Prompt
Beginning with the line that holds "if self.summarizer.default_window_hours <= 0", please retype each line through the end of the listing below, both ends included, and nothing more.

↓

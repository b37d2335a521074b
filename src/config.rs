//! Configuration management
//!
//! Loads settings from a TOML file with graceful fallback to defaults when
//! no file is given or the file is missing. Numeric settings are validated
//! after parsing so a bad config fails fast instead of producing nonsense
//! scores at runtime.

use crate::error::ConfigError;
use log::warn;
use serde::Deserialize;
use std::path::Path;

/// Application configuration
#[derive(Debug, Clone, Deserialize, PartialEq)]
#[serde(default)]
pub struct Config {
    pub classifier: ClassifierConfig,
    pub summarizer: SummarizerConfig,
}

/// Settings for the alert classification engine
#[derive(Debug, Clone, Deserialize, PartialEq)]
#[serde(default)]
pub struct ClassifierConfig {
    /// Alerts scoring below this are auto-acknowledged at creation
    pub auto_ack_threshold: f64,
    /// Window for grouping similar alerts, in hours
    pub group_window_hours: i64,
    /// Permit status transitions that move backwards in the lifecycle
    /// (manual reopening). Off by default.
    pub allow_reopen: bool,
}

impl Default for ClassifierConfig {
    fn default() -> Self {
        Self {
            auto_ack_threshold: 0.3,
            group_window_hours: 1,
            allow_reopen: false,
        }
    }
}

/// Settings for the log summarization engine
#[derive(Debug, Clone, Deserialize, PartialEq)]
#[serde(default)]
pub struct SummarizerConfig {
    /// Standard deviations from the hourly mean before a bucket is
    /// flagged as anomalous
    pub anomaly_threshold: f64,
    /// Maximum number of key events in a summary
    pub max_events: usize,
    /// Default summary window when the caller gives no range, in hours
    pub default_window_hours: i64,
}

impl Default for SummarizerConfig {
    fn default() -> Self {
        Self {
            anomaly_threshold: 2.5,
            max_events: 10,
            default_window_hours: 1,
        }
    }
}

impl Default for Config {
    fn default() -> Self {
        Self {
            classifier: ClassifierConfig::default(),
            summarizer: SummarizerConfig::default(),
        }
    }
}

impl Config {
    /// Load configuration from a TOML file
    ///
    /// # Errors
    ///
    /// Returns `ConfigError` if the file cannot be read, fails to parse,
    /// or contains out-of-range values.
    pub fn load(path: &Path) -> Result<Self, ConfigError> {
        let contents = std::fs::read_to_string(path)?;
        let config: Config = toml::from_str(&contents)?;
        config.validate()?;
        Ok(config)
    }

    /// Load configuration from an optional path, falling back to defaults
    ///
    /// Missing or unreadable files produce a warning and the default
    /// configuration rather than an error.
    pub fn load_or_default(path: Option<&Path>) -> Self {
        match path {
            Some(path) => match Self::load(path) {
                Ok(config) => config,
                Err(e) => {
                    warn!(
                        "Failed to load config from {}, using defaults: {}",
                        path.display(),
                        e
                    );
                    Self::default()
                }
            },
            None => Self::default(),
        }
    }

    fn validate(&self) -> Result<(), ConfigError> {
        if !(0.0..=1.0).contains(&self.classifier.auto_ack_threshold) {
            return Err(ConfigError::ValidationError(format!(
                "auto_ack_threshold must be within [0.0, 1.0], got {}",
                self.classifier.auto_ack_threshold
            )));
        }
        if self.classifier.group_window_hours <= 0 {
            return Err(ConfigError::ValidationError(
                "group_window_hours must be positive".to_string(),
            ));
        }
        if self.summarizer.anomaly_threshold <= 0.0 {
            return Err(ConfigError::ValidationError(
                "anomaly_threshold must be positive".to_string(),
            ));
        }
        if self.summarizer.max_events == 0 {
            return Err(ConfigError::ValidationError(
                "max_events must be at least 1".to_string(),
            ));
        }
        if self.summarizer.default_window_hours <= 0 {
            return Err(ConfigError::ValidationError(
                "default_window_hours must be positive".to_string(),
            ));
        }
        Ok(())
    }
}

#[cfg(test)]
mod tests {
    use super::*;
    use std::io::Write;

    #[test]
    fn test_default_values() {
        let config = Config::default();
        assert_eq!(config.classifier.auto_ack_threshold, 0.3);
        assert_eq!(config.classifier.group_window_hours, 1);
        assert!(!config.classifier.allow_reopen);
        assert_eq!(config.summarizer.anomaly_threshold, 2.5);
        assert_eq!(config.summarizer.max_events, 10);
        assert_eq!(config.summarizer.default_window_hours, 1);
    }

    #[test]
    fn test_load_partial_file() {
        let mut file = tempfile::NamedTempFile::new().unwrap();
        writeln!(
            file,
            "[classifier]\nauto_ack_threshold = 0.5\n\n[summarizer]\nmax_events = 20"
        )
        .unwrap();

        let config = Config::load(file.path()).unwrap();
        assert_eq!(config.classifier.auto_ack_threshold, 0.5);
        assert_eq!(config.summarizer.max_events, 20);
        // Unspecified settings keep their defaults
        assert_eq!(config.summarizer.anomaly_threshold, 2.5);
    }

    #[test]
    fn test_out_of_range_threshold_rejected() {
        let mut file = tempfile::NamedTempFile::new().unwrap();
        writeln!(file, "[classifier]\nauto_ack_threshold = 1.5").unwrap();

        let result = Config::load(file.path());
        assert!(matches!(result, Err(ConfigError::ValidationError(_))));
    }

    #[test]
    fn test_zero_max_events_rejected() {
        let mut file = tempfile::NamedTempFile::new().unwrap();
        writeln!(file, "[summarizer]\nmax_events = 0").unwrap();

        let result = Config::load(file.path());
        assert!(matches!(result, Err(ConfigError::ValidationError(_))));
    }

    #[test]
    fn test_missing_file_falls_back_to_defaults() {
        let config = Config::load_or_default(Some(Path::new("/nonexistent/lookout.toml")));
        assert_eq!(config, Config::default());
    }

    #[test]
    fn test_no_path_uses_defaults() {
        assert_eq!(Config::load_or_default(None), Config::default());
    }
}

↑

Answer section
        if self.summarizer.default_window_hours <= 0 {
            return Err(ConfigError::ValidationError(
                "default_window_hours must be positive".to_string(),
            ));
        }
        Ok(())
    }
}

#[cfg(test)]
mod tests {
    use super::*;
    use std::io::Write;

    #[test]
    fn test_default_values() {
        let config = Config::default();
        assert_eq!(config.classifier.auto_ack_threshold, 0.3);
        assert_eq!(config.classifier.group_window_hours, 1);
        assert!(!config.classifier.allow_reopen);
        assert_eq!(config.summarizer.anomaly_threshold, 2.5);
        assert_eq!(config.summarizer.max_events, 10);
        assert_eq!(config.summarizer.default_window_hours, 1);
    }

    #[test]
    fn test_load_partial_file() {
        let mut file = tempfile::NamedTempFile::new().unwrap();
        writeln!(
            file,
            "[classifier]\nauto_ack_threshold = 0.5\n\n[summarizer]\nmax_events = 20"
        )
        .unwrap();

        let config = Config::load(file.path()).unwrap();
        assert_eq!(config.classifier.auto_ack_threshold, 0.5);
        assert_eq!(config.summarizer.max_events, 20);
        // Unspecified settings keep their defaults
        assert_eq!(config.summarizer.anomaly_threshold, 2.5);
    }

    #[test]
    fn test_out_of_range_threshold_rejected() {
        let mut file = tempfile::NamedTempFile::new().unwrap();
        writeln!(file, "[classifier]\nauto_ack_threshold = 1.5").unwrap();

        let result = Config::load(file.path());
        assert!(matches!(result, Err(ConfigError::ValidationError(_))));
    }

    #[test]
    fn test_zero_max_events_rejected() {
        let mut file = tempfile::NamedTempFile::new().unwrap();
        writeln!(file, "[summarizer]\nmax_events = 0").unwrap();

        let result = Config::load(file.path());
        assert!(matches!(result, Err(ConfigError::ValidationError(_))));
    }

    #[test]
    fn test_missing_file_falls_back_to_defaults() {
        let config = Config::load_or_default(Some(Path::new("/nonexistent/lookout.toml")));
        assert_eq!(config, Config::default());
    }

    #[test]
    fn test_no_path_uses_defaults() {
        assert_eq!(Config::load_or_default(None), Config::default());
    }
}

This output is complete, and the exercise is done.